Saturday, October 11, 2025

Digital Tightening: Manipur Introduces Track-and-Trace, Stricter Penalties, and ITC Clarifications in New GST Ordinance

 

The state of Manipur has significantly bolstered its Goods and Services Tax (GST) framework by notifying the Manipur GST (Second Amendment) Ordinance, 2025. Issued on October 7, 2025, the Ordinance aims to align the state's GST law with the amendments recently introduced through the Central Finance Act, 2025, and key decisions made during the 56th GST Council meeting.

This comprehensive legislation focuses heavily on enhancing traceability, tightening compliance, and resolving long-standing ambiguities regarding Input Tax Credit (ITC). The major highlights include the introduction of a statutory track-and-trace system, defined penalties for non-compliance, and a crucial clarification on "plant and machinery."


1. Mandatory Track-and-Trace System for Goods 🔎

A significant and forward-looking feature of the Ordinance is the introduction of Section 148A. This provision empowers the Government to mandate a statutory track-and-trace mechanism for specified goods and classes of persons, based on the GST Council’s recommendations.

  • Mechanism: This system will require the affixation of unique identification markings such as digital stamps or secure marks. This is designed to ensure the complete traceability of goods through the supply chain using electronic storage and access to information.
  • Compliance Requirement: Businesses dealing with these specified goods must furnish detailed information and maintain accurate records, including particulars of the machinery installed at their manufacturing sites. The goal is to curb illicit trade and improve accountability.

2. New and Stricter Penalties 💸

To enforce the new compliance requirements, the Ordinance introduces Section 122B into the Principal Act, prescribing specific penalties for violations of the track-and-trace system.

  • Penalty for Non-Compliance: Any contravention of the track-and-trace requirements will now attract a penalty equal to ₹1 lakh or 10% of the tax payable on such goods, whichever is higher. This is in addition to any other penalties applicable under the Act, signaling a serious approach to enforcement.

3. Critical Clarification on Input Tax Credit (ITC)

One of the most impactful changes is the amendment to Section 17(5)(d), which deals with blocked credit.
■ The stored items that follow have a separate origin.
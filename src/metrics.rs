use std::collections::BTreeSet;

use serde::{Deserialize, Serialize};
use tracing::info;

use crate::models::TransactionType;
use crate::parser::parse_date;
use crate::validator::{Field, Severity, TransactionValidation, ValidationContext};

#[derive(Debug, Clone, Default, PartialEq, Serialize, Deserialize)]
pub struct SeverityCounts {
    pub valid: usize,
    pub warning: usize,
    pub error: usize,
    pub critical: usize,
}

/// Percentage (0-100) of records whose field passed validation.
#[derive(Debug, Clone, Default, PartialEq, Serialize, Deserialize)]
pub struct FieldCompleteness {
    pub date: f64,
    pub category: f64,
    pub amount: f64,
    pub account: f64,
    pub currency: f64,
}

#[derive(Debug, Clone, Default, PartialEq, Serialize, Deserialize)]
#[serde(rename_all = "camelCase")]
pub struct IntegrityCounts {
    pub missing_dates: usize,
    pub invalid_dates: usize,
    pub future_dates: usize,
    pub zero_amounts: usize,
    pub negative_amounts: usize,
}

#[derive(Debug, Clone, Default, PartialEq, Serialize, Deserialize)]
#[serde(rename_all = "camelCase")]
pub struct DistinctValues {
    pub years: Vec<i32>,
    pub months: Vec<String>,
    pub accounts: Vec<String>,
    pub primary_categories: Vec<String>,
    pub secondary_categories: Vec<String>,
    pub tertiary_categories: Vec<String>,
    pub currencies: Vec<String>,
}

#[derive(Debug, Clone, PartialEq, Serialize, Deserialize)]
pub struct DateRange {
    pub start: String,
    pub end: String,
}

#[derive(Debug, Clone, Default, PartialEq, Serialize, Deserialize)]
#[serde(rename_all = "camelCase")]
pub struct DataQualityMetrics {
    pub total: usize,
    pub valid_count: usize,
    pub severity: SeverityCounts,
    pub completeness: FieldCompleteness,
    pub integrity: IntegrityCounts,
    pub category_mapping_gaps: usize,
    pub unmapped_tertiary_categories: Vec<String>,
    pub distinct: DistinctValues,
    pub income_count: usize,
    pub expense_count: usize,
    pub transfer_count: usize,
    pub total_income: f64,
    pub total_expense: f64,
    pub date_range: Option<DateRange>,
}

/// Sum in ascending order so the result does not depend on input order.
pub(crate) fn stable_sum(mut values: Vec<f64>) -> f64 {
    values.sort_by(f64::total_cmp);
    values.into_iter().sum()
}

fn percent(part: usize, total: usize) -> f64 {
    if total == 0 {
        0.0
    } else {
        part as f64 / total as f64 * 100.0
    }
}

fn sorted(set: BTreeSet<&str>) -> Vec<String> {
    set.into_iter().map(str::to_string).collect()
}

pub fn calculate_quality_metrics(
    validations: &[TransactionValidation],
    ctx: &ValidationContext,
) -> DataQualityMetrics {
    let total = validations.len();
    let mut m = DataQualityMetrics {
        total,
        ..DataQualityMetrics::default()
    };

    let mut field_ok = [0usize; 5];
    let fields = [Field::Date, Field::Category, Field::Amount, Field::Account, Field::Currency];

    let mut unmapped = BTreeSet::new();
    let mut years = BTreeSet::new();
    let mut months = BTreeSet::new();
    let mut accounts = BTreeSet::new();
    let mut primaries = BTreeSet::new();
    let mut secondaries = BTreeSet::new();
    let mut tertiaries = BTreeSet::new();
    let mut currencies = BTreeSet::new();
    let mut incomes = Vec::new();
    let mut expenses = Vec::new();
    let mut min_date: Option<&str> = None;
    let mut max_date: Option<&str> = None;

    for v in validations {
        let tx = &v.transaction;
        if v.is_valid {
            m.valid_count += 1;
        }
        match v.severity {
            Severity::Valid => m.severity.valid += 1,
            Severity::Warning => m.severity.warning += 1,
            Severity::Error => m.severity.error += 1,
            Severity::Critical => m.severity.critical += 1,
        }
        for (i, field) in fields.iter().enumerate() {
            if v.field(*field).is_some_and(|f| f.is_valid) {
                field_ok[i] += 1;
            }
        }

        let date = tx.date.trim();
        if date.is_empty() {
            m.integrity.missing_dates += 1;
        } else {
            match parse_date(date) {
                None => m.integrity.invalid_dates += 1,
                Some(d) if d > ctx.today => m.integrity.future_dates += 1,
                Some(_) => {}
            }
            min_date = Some(min_date.map_or(date, |cur| cur.min(date)));
            max_date = Some(max_date.map_or(date, |cur| cur.max(date)));
        }
        if tx.amount == 0.0 {
            m.integrity.zero_amounts += 1;
        } else if tx.amount < 0.0 {
            m.integrity.negative_amounts += 1;
        }

        if !tx.has_secondary_mapping {
            m.category_mapping_gaps += 1;
            unmapped.insert(tx.tertiary_category.as_str());
        }

        years.insert(tx.year);
        months.insert(format!("{:04}-{:02}", tx.year, tx.month));
        accounts.insert(tx.account.as_str());
        primaries.insert(tx.primary_category.as_str());
        secondaries.insert(tx.secondary_category.as_str());
        tertiaries.insert(tx.tertiary_category.as_str());
        currencies.insert(tx.currency.as_str());

        match tx.tx_type {
            TransactionType::Income => {
                m.income_count += 1;
                incomes.push(tx.amount);
            }
            TransactionType::Expense => {
                m.expense_count += 1;
                expenses.push(tx.amount);
            }
            TransactionType::Transfer => m.transfer_count += 1,
        }
    }

    m.completeness = FieldCompleteness {
        date: percent(field_ok[0], total),
        category: percent(field_ok[1], total),
        amount: percent(field_ok[2], total),
        account: percent(field_ok[3], total),
        currency: percent(field_ok[4], total),
    };
    m.unmapped_tertiary_categories = sorted(unmapped);
    m.distinct = DistinctValues {
        years: years.into_iter().collect(),
        months: months.into_iter().collect(),
        accounts: sorted(accounts),
        primary_categories: sorted(primaries),
        secondary_categories: sorted(secondaries),
        tertiary_categories: sorted(tertiaries),
        currencies: sorted(currencies),
    };
    m.total_income = stable_sum(incomes);
    m.total_expense = stable_sum(expenses);
    m.date_range = min_date.zip(max_date).map(|(start, end)| DateRange {
        start: start.to_string(),
        end: end.to_string(),
    });

    info!(
        total = m.total,
        critical = m.severity.critical,
        mapping_gaps = m.category_mapping_gaps,
        "computed quality metrics"
    );
    m
}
This amendment provides a retrospective clarification, addressing widespread industry confusion and aligning the law with the intent of the GST Council.

  • The Change: The phrase "plant or machinery" has been substituted with "plant and machinery", with retrospective effect from the date GST was introduced (July 1, 2017).
  • Impact: This simple but critical word change clarifies that all past and future references to the term must be read as "plant and machinery," overriding any differing court rulings, such as those that arose after the Safari Retreats case. The clarification ensures that ITC restrictions are narrowed to civil structures and permanently exclude the machinery installed within them, resolving interpretative disputes in favor of genuine business expenditure on machinery.

4. Adjustments to Appellate Procedures 🏛️

The Ordinance also refines the rules for filing appeals under the GST framework:

  • Pre-deposit for Penalties: Sections 107 and 112 are amended to mandate a 10% pre-deposit of the penalty amount when taxpayers file appeals against orders that demand only penalties and not tax dues. This tightens the procedural safeguards against frivolous appeals.

5. Other Procedural Alignments

Finally, the Ordinance updates other procedural rules to ensure complete harmonization with Central GST amendments:

  • Special Economic Zones (SEZs) and FTWZs: Procedural rules for statements, returns, and Schedule III have been updated to include specific transactions related to Special Economic Zones and Free Trade Warehousing Zones (FTWZs).
  • No Retrospective Refunds: A clause is included to prohibit the refund of any tax collected before these new provisions related to SEZs and FTWZs take effect, maintaining financial stability during the transition.

In totality, the Manipur GST (Second Amendment) Ordinance, 2025, reflects a concerted effort to make the state's tax system more robust, transparent, and compliant with the broader national GST framework, focusing especially on technological aid for traceability and crucial clarifications for businesses.